Since the card and USB slots are on the top, I'd suggest having things plugged into them even if they won't be used much, to prevent dust collecting. Despite the manual warning only 2Gb devices are supported, at the moment I've tried the USB port with drives I've got (256Mb-16Gb) and only had problems with one due to it being a slider type rather than having a cap. (If you're looking for a stubby drive with a regular-size USB socket, Kingston do "Mini Fun" ones in 1Gb and 2Gb sizes that are fine for sticking a few playlists on. You can also get very tiny micro-SD card readers these days, or cut the metal device bit out of those silly wrist band type flash drives, which is my preferred way of doing things as I got a few of them cheap a while back.) The SD slot is fine with true SD cards, such as the 2Gb I tested it with, and also reads SDHC cards (an 8Gb in this case) but be aware it'll max out at 999 tracks (and apparently at 200 directories) and not see any files or directories past this limit. On that basis, 4Gb of storage is probably optimal.
As far as I can tell MP3s are sorted within directories by filing system ID, i.e. folders copied on first get played first, and within each folder files copied first get played first. You can get around this by making sure copies take place in order, using a copy handler such as TeraCopy or SuperCopier, or something like the gen_yar plugin with Winamp. It shouldn't be a problem with burnt CDs. All of my MP3s are LAME-encoded variable bitrate, and I haven't found any it has problems with yet. Apparently it also plays WMA files, which I haven't tested.
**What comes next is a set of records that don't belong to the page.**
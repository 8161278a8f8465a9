//! External analyzer and rewriter invocation.

use std::fmt;
use std::io;
use std::path::{Path, PathBuf};
use std::pin::Pin;
use std::process::Stdio;

use incwise_config::{AnalyzerSettings, RewriterSettings};
use tokio::io::AsyncWriteExt;
use tokio::process::Command;

use crate::compdb::CompileEntry;
use crate::error::ProcessError;
use crate::tokenize::tokenize;

/// A fully assembled external command.
#[derive(Debug, Clone, PartialEq, Eq)]
pub struct Invocation {
    pub program: String,
    pub args: Vec<String>,
    pub cwd: PathBuf,
    pub stdin: Option<String>,
}

impl Invocation {
    /// Analyzer command for `entry`: configured flags, extra parameters, then
    /// the entry's compiler arguments without the compiler itself.
    #[must_use]
    pub fn analyzer(settings: &AnalyzerSettings, entry: &CompileEntry) -> Self {
        let mut args = Vec::new();
        let mut iwyu = |flag: String| {
            args.push("-Xiwyu".to_string());
            args.push(flag);
        };
        iwyu(format!("--max_line_length={}", settings.max_line_length));
        for glob in &settings.keep {
            iwyu(format!("--keep={glob}"));
        }
        if settings.transitive_includes_only {
            iwyu("--transitive_includes_only".to_string());
        }
        if settings.no_forward_declarations {
            iwyu("--no_fwd_decls".to_string());
        }
        if settings.no_default_mappings {
            iwyu("--no_default_mappings".to_string());
        }
        if !settings.mapping_file.is_empty() {
            iwyu(format!("--mapping_file={}", settings.mapping_file));
        }
        args.extend(tokenize(&settings.additional_params));
        args.extend(entry.compiler_args().iter().cloned());

        Self {
            program: settings.path.clone(),
            args,
            cwd: entry.directory().to_path_buf(),
            stdin: None,
        }
    }

    /// Rewriter command for `entry`, fed `report` on stdin.
    #[must_use]
    pub fn rewriter(settings: &RewriterSettings, entry: &CompileEntry, report: &str) -> Self {
        let (program, mut args) = if settings.python.is_empty() {
            (settings.path.clone(), Vec::new())
        } else {
            (settings.python.clone(), vec![settings.path.clone()])
        };

        let toggle = |on: bool, name: &str| {
            if on {
                format!("--{name}")
            } else {
                format!("--no{name}")
            }
        };
        args.push(toggle(settings.comments, "comments"));
        if settings.dry_run {
            args.push("--dry_run".to_string());
        }
        if !settings.ignore_re.is_empty() {
            args.push(format!("--ignore_re={}", settings.ignore_re));
        }
        if !settings.only_re.is_empty() {
            args.push(format!("--only_re={}", settings.only_re));
        }
        args.push(toggle(settings.reorder, "reorder"));
        args.push(toggle(settings.safe_headers, "safe_headers"));
        if settings.update_comments {
            args.push("--update_comments".to_string());
        }
        if settings.only_current_file {
            args.push(entry.file().display().to_string());
        }

        Self {
            program,
            args,
            cwd: entry.directory().to_path_buf(),
            stdin: Some(report.to_string()),
        }
    }
}

impl fmt::Display for Invocation {
    fn fmt(&self, f: &mut fmt::Formatter<'_>) -> fmt::Result {
        f.write_str(&self.program)?;
        for arg in &self.args {
            write!(f, " {arg}")?;
        }
        Ok(())
    }
}

/// Captured result of a finished process.
#[derive(Debug, Clone, Default, PartialEq, Eq)]
pub struct ProcessOutput {
    /// Exit code; `None` when terminated by a signal.
    pub status: Option<i32>,
    pub stdout: String,
    pub stderr: String,
}

impl ProcessOutput {
    #[must_use]
    pub fn success(&self) -> bool {
        self.status == Some(0)
    }

    /// Stdout followed by stderr.
    #[must_use]
    pub fn combined(&self) -> String {
        let mut out = self.stdout.clone();
        if !out.is_empty() && !out.ends_with('\n') && !self.stderr.is_empty() {
            out.push('\n');
        }
        out.push_str(&self.stderr);
        out
    }

    /// Convert a non-zero exit into [`ProcessError::Exit`].
    pub fn check(self, program: &str) -> Result<Self, ProcessError> {
        if self.success() {
            Ok(self)
        } else {
            Err(ProcessError::Exit {
                program: program.to_string(),
                code: self.status,
                stderr: self.stderr.trim().to_string(),
            })
        }
    }
}

pub type RunFut<'a> =
    Pin<Box<dyn Future<Output = Result<ProcessOutput, ProcessError>> + Send + 'a>>;

/// Runs external commands. Tests substitute a scripted implementation.
pub trait ProcessRunner: Send + Sync {
    fn run<'a>(&'a self, invocation: &'a Invocation) -> RunFut<'a>;
}

/// [`ProcessRunner`] backed by `tokio::process`.
#[derive(Debug, Clone, Copy, Default)]
pub struct SystemRunner;

impl ProcessRunner for SystemRunner {
    fn run<'a>(&'a self, invocation: &'a Invocation) -> RunFut<'a> {
        Box::pin(run_system(invocation))
    }
}

fn resolve_program(program: &str, cwd: &Path) -> PathBuf {
    which::which(program)
        .or_else(|_| which::which_in(program, None::<&str>, cwd))
        .unwrap_or_else(|_| PathBuf::from(program))
}

async fn run_system(invocation: &Invocation) -> Result<ProcessOutput, ProcessError> {
    let program = resolve_program(&invocation.program, &invocation.cwd);
    tracing::debug!(cwd = %invocation.cwd.display(), "Running {invocation}");

    let mut child = Command::new(&program)
        .args(&invocation.args)
        .current_dir(&invocation.cwd)
        .stdin(if invocation.stdin.is_some() {
            Stdio::piped()
        } else {
            Stdio::null()
        })
        .stdout(Stdio::piped())
        .stderr(Stdio::piped())
        .kill_on_drop(true)
        .spawn()
        .map_err(|source| ProcessError::Spawn {
            program: invocation.program.clone(),
            source,
        })?;

    let writer = match (invocation.stdin.clone(), child.stdin.take()) {
        (Some(input), Some(mut stdin)) => Some(tokio::spawn(async move {
            stdin.write_all(input.as_bytes()).await?;
            stdin.shutdown().await
        })),
        _ => None,
    };

    let output = child
        .wait_with_output()
        .await
        .map_err(|source| ProcessError::Wait {
            program: invocation.program.clone(),
            source,
        })?;

    if let Some(writer) = writer {
        let written = writer.await.unwrap_or_else(|err| Err(io::Error::other(err)));
        match written {
            Ok(()) => {}
            // The process may legitimately exit without draining its input.
            Err(err) if err.kind() == io::ErrorKind::BrokenPipe => {
                tracing::debug!("`{}` closed stdin early", invocation.program);
            }
            Err(source) => {
                return Err(ProcessError::Stdin {
                    program: invocation.program.clone(),
                    source,
                });
            }
        }
    }

    Ok(ProcessOutput {
        status: output.status.code(),
        stdout: String::from_utf8_lossy(&output.stdout).into_owned(),
        stderr: String::from_utf8_lossy(&output.stderr).into_owned(),
    })
}
//! Minimal POSIX-shell-like command splitting for compilation database entries.

/// Split `command` into arguments.
///
/// - Runs of unquoted spaces separate arguments.
/// - A backslash outside quotes escapes exactly the next character.
/// - Single and double quotes suppress splitting and escaping until the
///   matching closing quote; they do not nest.
///
/// Quote and escape characters are kept in the output verbatim; only their
/// effect on splitting is applied.
#[must_use]
pub fn tokenize(command: &str) -> Vec<String> {
    let mut args = Vec::new();
    let mut current = String::new();
    let mut quote: Option<char> = None;
    let mut escaped = false;

    for ch in command.chars() {
        if escaped {
            current.push(ch);
            escaped = false;
            continue;
        }
        match quote {
            Some(open) => {
                if ch == open {
                    quote = None;
                }
                current.push(ch);
            }
            None => match ch {
                '\\' => {
                    escaped = true;
                    current.push(ch);
                }
                '\'' | '"' => {
                    quote = Some(ch);
                    current.push(ch);
                }
                ' ' => {
                    if !current.is_empty() {
                        args.push(std::mem::take(&mut current));
                    }
                }
                _ => current.push(ch),
            },
        }
    }

    if !current.is_empty() {
        args.push(current);
    }
    args
}
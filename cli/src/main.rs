//! incwise CLI - language server and batch entry points.
//!
//! `serve` speaks LSP on stdin/stdout, so logs always go to stderr.

mod commands;

use std::path::PathBuf;
use std::process::ExitCode;

use clap::{Parser, Subcommand};
use tracing_subscriber::{EnvFilter, fmt, prelude::*};

/// include-what-you-use diagnostics and fixes.
#[derive(Parser, Debug)]
#[command(name = "incwise", version, about)]
struct Cli {
    /// Workspace root (defaults to the current directory).
    #[arg(long, global = true)]
    root: Option<PathBuf>,

    /// Settings file to use instead of `<root>/.incwise.toml`.
    #[arg(long, global = true)]
    config: Option<PathBuf>,

    /// Enable debug-level logging unless RUST_LOG says otherwise.
    #[arg(short, long, global = true)]
    verbose: bool,

    #[command(subcommand)]
    command: Command,
}

#[derive(Subcommand, Debug)]
enum Command {
    /// Run the language server on stdin/stdout.
    Serve,
    /// Print diagnostics for files on disk.
    Check {
        #[arg(required = true)]
        files: Vec<PathBuf>,
    },
    /// Run the rewriter for one file.
    Fix {
        file: PathBuf,
        /// Also apply include guard fixes to the file.
        #[arg(long)]
        guards: bool,
    },
    /// Run the rewriter for every file in the compilation database.
    FixAll,
}

fn init_tracing(verbose: bool) {
    let default = if verbose { "debug" } else { "info" };
    let env_filter = EnvFilter::try_from_default_env()
        .or_else(|_| EnvFilter::try_new(default))
        .unwrap_or_else(|_| EnvFilter::new("warn"));

    tracing_subscriber::registry()
        .with(
            fmt::layer()
                .with_ansi(false)
                .with_writer(std::io::stderr),
        )
        .with(env_filter)
        .init();
}

#[tokio::main]
async fn main() -> ExitCode {
    let cli = Cli::parse();
    init_tracing(cli.verbose);

    let result = match cli.command {
        Command::Serve => commands::serve(cli.root, cli.config).await,
        Command::Check { files } => commands::check(cli.root, cli.config.as_deref(), &files).await,
        Command::Fix { file, guards } => {
            commands::fix(cli.root, cli.config.as_deref(), &file, guards).await
        }
        Command::FixAll => commands::fix_all(cli.root, cli.config.as_deref()).await,
    };
    match result {
        Ok(code) => code,
        Err(err) => {
            tracing::error!("{err:#}");
            eprintln!("incwise: {err:#}");
            ExitCode::FAILURE
        }
    }
}
//! Core domain types for incwise.
//!
//! Pure types with no IO and no async: diagnostics produced by the scanner,
//! text positions and edits produced by the quick-fix synthesizer, and the
//! live document model both of them operate on.

mod diagnostic;
mod text;

pub use diagnostic::{Diagnostic, DiagnosticKind, DiagnosticSeverity, LineRange, RelatedLocation};
pub use text::{Document, LineEnding, Position, TextEdit, TextSpan, utf16_len};
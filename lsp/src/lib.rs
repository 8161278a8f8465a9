//! Language server front end for incwise: framing, protocol conversions,
//! and the document/diagnostics session.

pub mod codec;

mod protocol;
mod server;

pub use protocol::{
    FIX_ALL_COMMAND, FIX_FILE_COMMAND, PathToUriError, SOURCE, file_uri_to_path, path_to_file_uri,
};
pub use server::{ServerOptions, serve, serve_stdio};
I made the mistake of buying from eBay first and got sent a catalogue return that'd obviously been sent back due to lens/buffer problems. This suggests the lens assemblies in these things aren't fantastic; a saving grace is that a portable MP3/CD player could be plugged into the line-in socket if it fails outside of warranty. It wasn't worth the twenty quid saving to get something allegedly "fully re-tested" by the manufacturer — working right, the retail price is fair and gives you the option of a counter return if it turns out to be needed.